Validate if a given string is numeric.
Some examples:
“0” => true
” 0.1 ” => true
“abc” => false
“1 a” => false
“2e10” => true
Below is the list of characters that can be in a valid decimal number:
• Numbers 0-9
• Exponent – “e”
• Positive/negative sign – “+”/”-”
• Decimal point – “.”
The problem can be solved in 3 methods:
1. Deterministic Finite Automaton
2. Regex
3. Simple Method
We are going to look at 3rd method. If anybody is able to solve by 1st and 2nd method, please leave the solution in the comment section of this post.
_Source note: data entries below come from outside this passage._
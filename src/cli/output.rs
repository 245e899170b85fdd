//! Output formatting for CLI commands
//!
//! Human-readable, JSON, and quiet renderings of cache results.

use clap::ValueEnum;
use serde::Serialize;

use crate::cache::consistency::ConsistencyReport;
use crate::cache::types::statistics::ErrorRecord;
use crate::cache::types::{BankContent, BankKey};
use crate::membank::UpdateResponse;
use crate::telemetry::DiagnosticsReport;

/// Output format options
#[derive(Clone, Debug, PartialEq, ValueEnum, Default)]
pub enum OutputFormat {
    /// Human-readable output (default)
    #[default]
    Human,
    /// JSON output
    Json,
    /// Quiet mode (minimal output)
    Quiet,
}

fn to_json<T: Serialize>(value: &T) -> String {
    serde_json::to_string_pretty(value).unwrap_or_else(|_| "null".to_string())
}

/// Format the files of a bank
pub fn format_bank(key: &BankKey, content: &BankContent, format: &OutputFormat) -> String {
    match format {
        OutputFormat::Human => {
            if content.is_empty() {
                return format!("Bank {} is empty", key);
            }
            content
                .iter()
                .map(|(path, text)| format!("=== {} ===\n{}", path, text.trim_end()))
                .collect::<Vec<_>>()
                .join("\n\n")
        }
        OutputFormat::Json => to_json(content),
        OutputFormat::Quiet => content.keys().cloned().collect::<Vec<_>>().join("\n"),
    }
}

/// Format an update response
pub fn format_update(key: &BankKey, response: &UpdateResponse, format: &OutputFormat) -> String {
    match format {
        OutputFormat::Human => match &response.error {
            None => format!("✓ Updated bank {}", key),
            Some(error) => format!("✗ Update of bank {} failed: {}", key, error),
        },
        OutputFormat::Json => to_json(response),
        OutputFormat::Quiet => response.status.clone(),
    }
}

/// Format per-bank sync results
pub fn format_sync_results(
    results: &std::collections::BTreeMap<BankKey, bool>,
    format: &OutputFormat,
) -> String {
    match format {
        OutputFormat::Human => {
            if results.is_empty() {
                return "No pending banks".to_string();
            }
            results
                .iter()
                .map(|(key, ok)| format!("{} {}", if *ok { "✓" } else { "✗" }, key))
                .collect::<Vec<_>>()
                .join("\n")
        }
        OutputFormat::Json => to_json(results),
        OutputFormat::Quiet => {
            let synced = results.values().filter(|ok| **ok).count();
            format!("{}/{}", synced, results.len())
        }
    }
}

/// Format a consistency report
pub fn format_consistency(report: &ConsistencyReport, format: &OutputFormat) -> String {
    match format {
        OutputFormat::Human => {
            let mut lines = vec![format!(
                "Checked {} banks: {} consistent, {} inconsistent",
                report.banks_checked, report.banks_consistent, report.banks_inconsistent
            )];
            for (key, bank) in &report.details {
                if bank.consistent {
                    continue;
                }
                lines.push(format!("✗ {}", key));
                lines.extend(bank.issues.iter().map(|issue| format!("    {}", issue)));
            }
            lines.join("\n")
        }
        OutputFormat::Json => to_json(report),
        OutputFormat::Quiet => report.banks_inconsistent.to_string(),
    }
}

/// Format the diagnostics report
pub fn format_diagnostics(report: &DiagnosticsReport, format: &OutputFormat) -> String {
    match format {
        OutputFormat::Human => {
            let counts = &report.operation_counts;
            let mut lines = vec![
                format!("Uptime: {}s", report.uptime_seconds),
                format!(
                    "Hits: {}  Misses: {}  Hit rate: {:.1}%",
                    counts.cache_hits, counts.cache_misses, report.cache_hit_rate_percent
                ),
                format!(
                    "Loads: {}  Updates: {}  Syncs: {} ({} failed)",
                    counts.load_operations,
                    counts.update_operations,
                    counts.sync_operations,
                    counts.sync_failures
                ),
                format!(
                    "Banks: {}  Files: {}  Estimated tokens: {}",
                    report.cache_size.banks_count,
                    report.cache_size.total_files,
                    report.cache_size.estimated_total_tokens
                ),
                format!(
                    "Pending: {}  Errors: {}",
                    report.pending_updates, report.error_count
                ),
            ];
            for (operation, average) in &report.average_timings_ms {
                lines.push(format!("{}: {:.2}", operation, average));
            }
            lines.join("\n")
        }
        OutputFormat::Json => to_json(report),
        OutputFormat::Quiet => report.error_count.to_string(),
    }
}

/// Format recorded errors
pub fn format_errors(errors: &[ErrorRecord], format: &OutputFormat) -> String {
    match format {
        OutputFormat::Human => {
            if errors.is_empty() {
                return "No errors recorded".to_string();
            }
            errors
                .iter()
                .map(|record| {
                    format!(
                        "[{}] {}: {}",
                        record.timestamp.format("%Y-%m-%d %H:%M:%S"),
                        record.severity,
                        record.description
                    )
                })
                .collect::<Vec<_>>()
                .join("\n")
        }
        OutputFormat::Json => to_json(&errors),
        OutputFormat::Quiet => errors.len().to_string(),
    }
}

/// Print output based on format and quiet mode
pub fn print_output(content: &str, format: &OutputFormat, quiet: bool) {
    if quiet && !matches!(format, OutputFormat::Quiet) {
        return;
    }
    println!("{}", content);
}

/// Print error message
pub fn print_error(message: &str, quiet: bool) {
    if !quiet {
        eprintln!("Error: {}", message);
    }
}

#[cfg(test)]
mod tests {
    use super::*;
    use crate::cache::types::BankType;
    use std::collections::BTreeMap;

    #[test]
    fn bank_rendering_per_format() {
        let key = BankKey::new(BankType::Project, "demo");
        let mut content = BankContent::new();
        content.insert("readme.md".into(), "# Demo\n".into());

        assert_eq!(
            format_bank(&key, &content, &OutputFormat::Human),
            "=== readme.md ===\n# Demo"
        );
        assert_eq!(format_bank(&key, &content, &OutputFormat::Quiet), "readme.md");
        assert_eq!(
            format_bank(&key, &BankContent::new(), &OutputFormat::Human),
            "Bank project:demo is empty"
        );
    }

    #[test]
    fn sync_results_quiet_counts_successes() {
        let mut results = BTreeMap::new();
        results.insert(BankKey::new(BankType::Global, "default"), true);
        results.insert(BankKey::new(BankType::Code, "repo"), false);
        assert_eq!(format_sync_results(&results, &OutputFormat::Quiet), "1/2");

        let json: serde_json::Value =
            serde_json::from_str(&format_sync_results(&results, &OutputFormat::Json)).unwrap();
        assert_eq!(json["code:repo"], false);
    }
}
So to check if the given string is a number, we need to check the following cases:
1. Skip leading spaces.
2. Skip sign.
3. Integer, decimal point and fractional parts. Ensure it is {+, -, ., e, [0-9]}
4. Exponential bit. Check that no ‘.’ comes after ‘e’.
5. Skip following spaces.
6. Make sure that’s the end.
So we check it programmatically as below:
/*
* File : check_if_the_number_is_valid.cpp
*/
#include<iostream>
#include<string>
using namespace std;
bool isNumber(string s)
{
int n = s.size();
if(n == 0) return false;
int i = 0;
//Skip leading spaces.
while(s[i] == ' ') i++;
//Significand
if(s[i] == '+' || s[i] == '-') i++;
int cnt = 0;
//Integer part
while(isdigit(s[i]))
{
i++;
cnt++;
}
//Decimal point
if(s[i] == '.') i++;
//Fractional part
while(isdigit(s[i]))
{
i++;
cnt++;
}
if(cnt == 0) return false; //No number in front or behind '.'
//Exponential
if(s[i] == 'e')
{
i++;
if(s[i] == '+' || s[i] == '-') i++;
if(!isdigit(s[i])) return false; //No number follows
while(isdigit(s[i])) i++;
}
//Skip following spaces;
while(s[i] == ' ') i++;
return s[i] == '\0';
}
int main()
{
string str = "2e10";
//Other test case
//string str = "abc";
//string str = " 6e-1";
//string str = " 99e2.5 ";
if (isNumber(str))
cout<<"The string is a valid number"<< endl;
else
cout<<"The string is not a valid number"<< endl;
}Output:
The string is a valid number